Coastal development, human disturbance and predation at fewer remaining nesting sites had taken a toll. Profound threats loomed, including coastal sea level rise and contamination of the species’ primary food source, its namesake bivalve.
“They were not quite on the brink of extinction, but they were heading that way,” said Shiloh Schulte, an expert on the species with the Manomet Center for Conservation Sciences.
Conservation groups and government agencies already had launched various efforts to stem the losses, but a scatter-shot approach wasn’t working.
“We didn’t have, as a group, a defined set of conservation and management goals,” Schulte said. “We couldn’t say what success looked like.
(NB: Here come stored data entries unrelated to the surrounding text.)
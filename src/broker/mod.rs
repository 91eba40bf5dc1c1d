//! Collaborators around the channel core, and the broker handle that wires
//! them together.
//!
//! The core only talks to queues and routing through the [`QueueHandle`]
//! and [`Router`] traits. [`InMemoryQueue`] and [`DirectRouter`] are the
//! minimal implementations used by tests and the CLI.
//!
//! There is no process-wide registry: callers build a [`Broker`] and open
//! connections from it.

mod queue;
mod routing;

use std::collections::HashMap;
use std::sync::{Arc, RwLock};

use tokio::sync::mpsc;
use uuid::Uuid;

pub use queue::{InMemoryQueue, QueueHandle};
pub use routing::{DirectRouter, Router};

use crate::access::{AccessControlGate, Subject};
use crate::config::Config;
use crate::error::Result;
use crate::session::{ChannelSink, Connection, OutboundBlock, ReturnPath};

/// Shared broker state: configuration, access control, routing, and the
/// return paths of live connections.
#[derive(Debug)]
pub struct Broker {
    config: Config,
    gate: AccessControlGate,
    router: Arc<dyn Router>,
    return_paths: RwLock<HashMap<Uuid, ReturnPath>>,
}

impl Broker {
    /// Build a broker from configuration
    pub fn new(config: Config, router: Arc<dyn Router>) -> Result<Arc<Self>> {
        config.validate()?;
        let gate = AccessControlGate::from_config(&config.access)?;
        Ok(Self::with_gate(config, gate, router))
    }

    /// Build a broker with an explicit gate
    pub fn with_gate(config: Config, gate: AccessControlGate, router: Arc<dyn Router>) -> Arc<Self> {
        Arc::new(Self {
            config,
            gate,
            router,
            return_paths: RwLock::new(HashMap::new()),
        })
    }

    /// Open a connection for `subject`. The receiver yields every frame
    /// block the connection emits, in order.
    pub fn connect(
        self: &Arc<Self>,
        subject: Subject,
    ) -> (Connection, mpsc::UnboundedReceiver<OutboundBlock>) {
        let (tx, rx) = mpsc::unbounded_channel();
        let id = Uuid::new_v4();
        let sink = Arc::new(ChannelSink::new(tx));
        let returns = ReturnPath::new(self.codec(), sink.clone());

        if let Ok(mut paths) = self.return_paths.write() {
            paths.insert(id, returns.clone());
        }
        tracing::info!("Connection {} opened for {}", id, subject.user);

        let connection = Connection::new(id, Arc::clone(self), subject, sink, returns);
        (connection, rx)
    }

    /// Forget a closed connection
    pub fn disconnect(&self, connection: Uuid) {
        if let Ok(mut paths) = self.return_paths.write() {
            if paths.remove(&connection).is_some() {
                tracing::info!("Connection {} closed", connection);
            }
        }
    }

    /// Return path of a live connection
    pub fn return_path(&self, connection: Uuid) -> Option<ReturnPath> {
        self.return_paths.read().ok()?.get(&connection).cloned()
    }

    /// Live connections
    pub fn connection_count(&self) -> usize {
        self.return_paths.read().map(|p| p.len()).unwrap_or(0)
    }

    /// Effective configuration
    pub fn config(&self) -> &Config {
        &self.config
    }

    /// Access control gate
    pub fn gate(&self) -> &AccessControlGate {
        &self.gate
    }

    /// Routing collaborator
    pub fn router(&self) -> &Arc<dyn Router> {
        &self.router
    }

    /// Codec for the configured protocol and frame size
    pub fn codec(&self) -> crate::framing::FrameCodec {
        crate::framing::FrameCodec::new(self.config.broker.protocol, self.config.broker.frame_max)
    }
}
We couldn’t say in 5 years, this is where we want to be, in 10 years this is where we want to be.”
The plight of the oystercatcher called out for a new approach in conservation. One that could reach across state lines and link local efforts over the long term. One that could outline specific strategies, coordinate funding resources, and focus on measurable outcomes.
In short, the species needed a business plan. The bottom line, the profit, would be more oystercatchers and more oystercatcher habitat. The hoped-for bonus: More shorebirds of all shapes and sizes, improved fish nursery habitat and cleaner beaches.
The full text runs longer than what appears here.